WHAT YOU WILL DO: Pull out all lines from the listing below in which the word "raster" appears.

SUPPLIED MATERIAL:
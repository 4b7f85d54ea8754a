//! The non-destructive adjustment chain: an ordered list of tonal steps
//! replayed onto a cached base raster.
//!
//! Invariant: a non-empty step list always has a base to replay onto, and
//! an empty list never keeps one. Direct raster edits break any cached
//! relationship between base and working bitmap, so they clear both.

use super::{EditError, EditResult, ImageDocument};
use crate::adjust::{self, AdjustmentStep};

impl ImageDocument {
    /// Commits one adjustment step. A neutral step is rejected before any
    /// state is touched, so rejected submissions are invisible to history
    /// and the revision counter.
    pub fn append_adjustment(&mut self, step: AdjustmentStep) -> EditResult<()> {
        let step = step.normalized();
        if step.is_neutral() {
            tracing::debug!("neutral adjustment step rejected");
            return Err(EditError::NoOpAdjustment);
        }
        self.push_history("Adjustment step")?;
        if self.adjustment_base.is_none() {
            self.adjustment_base = Some(self.working.clone());
        }
        self.adjustment_steps.push(step);
        self.rebuild_from_adjustments();
        self.clear_overlays_silent();
        tracing::debug!(steps = self.adjustment_steps.len(), "adjustment step appended");
        Ok(())
    }

    /// Replaces a previously committed step and replays the chain.
    pub fn update_adjustment_at(&mut self, index: usize, step: AdjustmentStep) -> EditResult<()> {
        let len = self.adjustment_steps.len();
        if index >= len {
            return Err(EditError::InvalidStepIndex { index, len });
        }
        let step = step.normalized();
        if step.is_neutral() {
            return Err(EditError::NoOpAdjustment);
        }
        self.push_history("Edit adjustment step")?;
        self.adjustment_steps[index] = step;
        self.rebuild_from_adjustments();
        self.clear_overlays_silent();
        Ok(())
    }

    /// Removes one step. Emptying the chain restores the working bitmap to
    /// the cached base and drops the cache.
    pub fn remove_adjustment_at(&mut self, index: usize) -> EditResult<()> {
        let len = self.adjustment_steps.len();
        if index >= len {
            return Err(EditError::InvalidStepIndex { index, len });
        }
        self.push_history("Remove adjustment step")?;
        self.adjustment_steps.remove(index);
        if self.adjustment_steps.is_empty() {
            self.restore_working_from_base();
            self.refresh_dirty()?;
        } else {
            self.rebuild_from_adjustments();
        }
        self.clear_overlays_silent();
        Ok(())
    }

    /// Drops the whole chain, restoring the working bitmap to the base. An
    /// already-empty chain is a reported no-op.
    pub fn clear_adjustments(&mut self) -> EditResult<()> {
        if self.adjustment_steps.is_empty() {
            return Err(EditError::NoOpAdjustment);
        }
        self.push_history("Clear adjustment steps")?;
        self.adjustment_steps.clear();
        self.restore_working_from_base();
        self.refresh_dirty()?;
        self.clear_overlays_silent();
        Ok(())
    }

    /// Recomputes the working bitmap as the in-order fold of the step list
    /// over the base. Returns false when there is no chain to replay.
    pub fn rebuild_from_adjustments(&mut self) -> bool {
        let Some(base) = self.adjustment_base.as_ref() else {
            return false;
        };
        if self.adjustment_steps.is_empty() {
            return false;
        }
        let mut working = base.clone();
        for step in &self.adjustment_steps {
            working = adjust::apply_step(&working, *step);
        }
        self.working = working;
        self.mark_modified();
        true
    }

    /// Unconditionally forgets the chain without rebuilding. Called by every
    /// direct raster edit; replaying stale filter parameters onto geometry
    /// that no longer matches would corrupt the frame.
    pub fn invalidate_adjustments(&mut self) {
        if self.adjustment_steps.is_empty() && self.adjustment_base.is_none() {
            return;
        }
        self.adjustment_steps.clear();
        self.adjustment_base = None;
        tracing::debug!("adjustment chain invalidated");
    }

    fn restore_working_from_base(&mut self) {
        if let Some(base) = self.adjustment_base.take() {
            self.working = base;
        }
        self.mark_modified();
    }
}

#[cfg(test)]
mod tests {
    use super::super::test_document;
    use super::*;
    use crate::adjust::apply_step;

    #[test]
    fn append_captures_base_and_snapshots_history() {
        let mut doc = test_document(64, 64);
        let pre_adjustment = doc.working().clone();

        doc.append_adjustment(AdjustmentStep::new(120, 100, 100, 0))
            .expect("non-neutral step should commit");

        assert_eq!(doc.adjustment_steps().len(), 1);
        assert_eq!(doc.adjustment_base(), Some(&pre_adjustment));
        assert_eq!(doc.history_len(), 1);
        assert!(doc.dirty());
        assert_ne!(doc.working(), &pre_adjustment);
    }

    #[test]
    fn append_undo_redo_round_trips_the_chain() {
        let mut doc = test_document(64, 64);
        let pre_adjustment = doc.working().clone();
        let step = AdjustmentStep::new(120, 100, 100, 0);
        doc.append_adjustment(step).expect("commit");

        doc.undo().expect("undo should apply");
        assert!(doc.adjustment_steps().is_empty());
        assert!(doc.adjustment_base().is_none());
        assert_eq!(doc.working(), &pre_adjustment);
        assert_eq!(doc.future_len(), 1);

        doc.redo().expect("redo should apply");
        assert_eq!(doc.adjustment_steps(), &[step]);
        assert_eq!(doc.adjustment_base(), Some(&pre_adjustment));
    }

    #[test]
    fn neutral_append_changes_nothing_observable() {
        let mut doc = test_document(16, 16);
        let revision = doc.revision();
        let err = doc
            .append_adjustment(AdjustmentStep::NEUTRAL)
            .expect_err("neutral step must be rejected");
        assert!(matches!(err, EditError::NoOpAdjustment));
        assert!(doc.adjustment_steps().is_empty());
        assert!(doc.adjustment_base().is_none());
        assert_eq!(doc.history_len(), 0);
        assert_eq!(doc.revision(), revision);
    }

    #[test]
    fn working_bitmap_equals_fold_of_steps_over_base() {
        let mut doc = test_document(32, 32);
        let steps = [
            AdjustmentStep::new(120, 100, 100, 0),
            AdjustmentStep::new(100, 140, 100, 0),
            AdjustmentStep::new(100, 100, 60, 2),
        ];
        for step in steps {
            doc.append_adjustment(step).expect("commit");
        }

        let base = doc.adjustment_base().expect("base should exist").clone();
        let mut expected = base;
        for step in doc.adjustment_steps().to_vec() {
            expected = apply_step(&expected, step);
        }
        assert_eq!(doc.working(), &expected);
    }

    #[test]
    fn removing_the_last_step_rebuilds_all_but_last() {
        let mut doc = test_document(32, 32);
        let first = AdjustmentStep::new(120, 100, 100, 0);
        let second = AdjustmentStep::new(100, 160, 100, 0);
        doc.append_adjustment(first).expect("commit");
        doc.append_adjustment(second).expect("commit");

        let base = doc.adjustment_base().expect("base should exist").clone();
        doc.remove_adjustment_at(1).expect("remove should succeed");

        assert_eq!(doc.adjustment_steps(), &[first]);
        assert_eq!(doc.working(), &apply_step(&base, first));
    }

    #[test]
    fn emptying_the_chain_restores_the_base_exactly() {
        let mut doc = test_document(32, 32);
        let pre_adjustment = doc.working().clone();
        doc.append_adjustment(AdjustmentStep::new(140, 100, 100, 0))
            .expect("commit");

        doc.remove_adjustment_at(0).expect("remove should succeed");
        assert!(doc.adjustment_steps().is_empty());
        assert!(doc.adjustment_base().is_none());
        assert_eq!(doc.working(), &pre_adjustment);
        assert!(!doc.dirty());
    }

    #[test]
    fn clear_restores_base_and_rejects_when_empty() {
        let mut doc = test_document(32, 32);
        assert!(matches!(
            doc.clear_adjustments(),
            Err(EditError::NoOpAdjustment)
        ));

        let pre_adjustment = doc.working().clone();
        doc.append_adjustment(AdjustmentStep::new(60, 120, 180, 1))
            .expect("commit");
        doc.append_adjustment(AdjustmentStep::new(100, 100, 0, 0))
            .expect("commit");

        doc.clear_adjustments().expect("clear should succeed");
        assert!(doc.adjustment_steps().is_empty());
        assert!(doc.adjustment_base().is_none());
        assert_eq!(doc.working(), &pre_adjustment);
    }

    #[test]
    fn update_rewrites_a_step_and_replays_from_base() {
        let mut doc = test_document(32, 32);
        doc.append_adjustment(AdjustmentStep::new(120, 100, 100, 0))
            .expect("commit");
        let base = doc.adjustment_base().expect("base should exist").clone();

        let replacement = AdjustmentStep::new(100, 180, 100, 0);
        doc.update_adjustment_at(0, replacement)
            .expect("update should succeed");
        assert_eq!(doc.adjustment_steps(), &[replacement]);
        assert_eq!(doc.working(), &apply_step(&base, replacement));
    }

    #[test]
    fn index_errors_leave_the_document_alone() {
        let mut doc = test_document(16, 16);
        doc.append_adjustment(AdjustmentStep::new(120, 100, 100, 0))
            .expect("commit");
        let history_before = doc.history_len();

        assert!(matches!(
            doc.update_adjustment_at(5, AdjustmentStep::new(120, 100, 100, 0)),
            Err(EditError::InvalidStepIndex { index: 5, len: 1 })
        ));
        assert!(matches!(
            doc.remove_adjustment_at(1),
            Err(EditError::InvalidStepIndex { index: 1, len: 1 })
        ));
        assert_eq!(doc.history_len(), history_before);
        assert_eq!(doc.adjustment_steps().len(), 1);
    }

    #[test]
    fn out_of_range_input_is_clamped_on_the_way_in() {
        let mut doc = test_document(16, 16);
        doc.append_adjustment(AdjustmentStep::new(9_999, -50, 9_999, 200))
            .expect("clamped step is not neutral");
        let step = doc.adjustment_steps()[0];
        assert_eq!(step.brightness, 180);
        assert_eq!(step.contrast, 40);
        assert_eq!(step.saturation, 220);
        assert_eq!(step.blur, 12);
    }
}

WORKED SOLUTION:
//! replayed onto a cached base raster.
//! an empty list never keeps one. Direct raster edits break any cached
    /// direct raster edit; replaying stale filter parameters onto geometry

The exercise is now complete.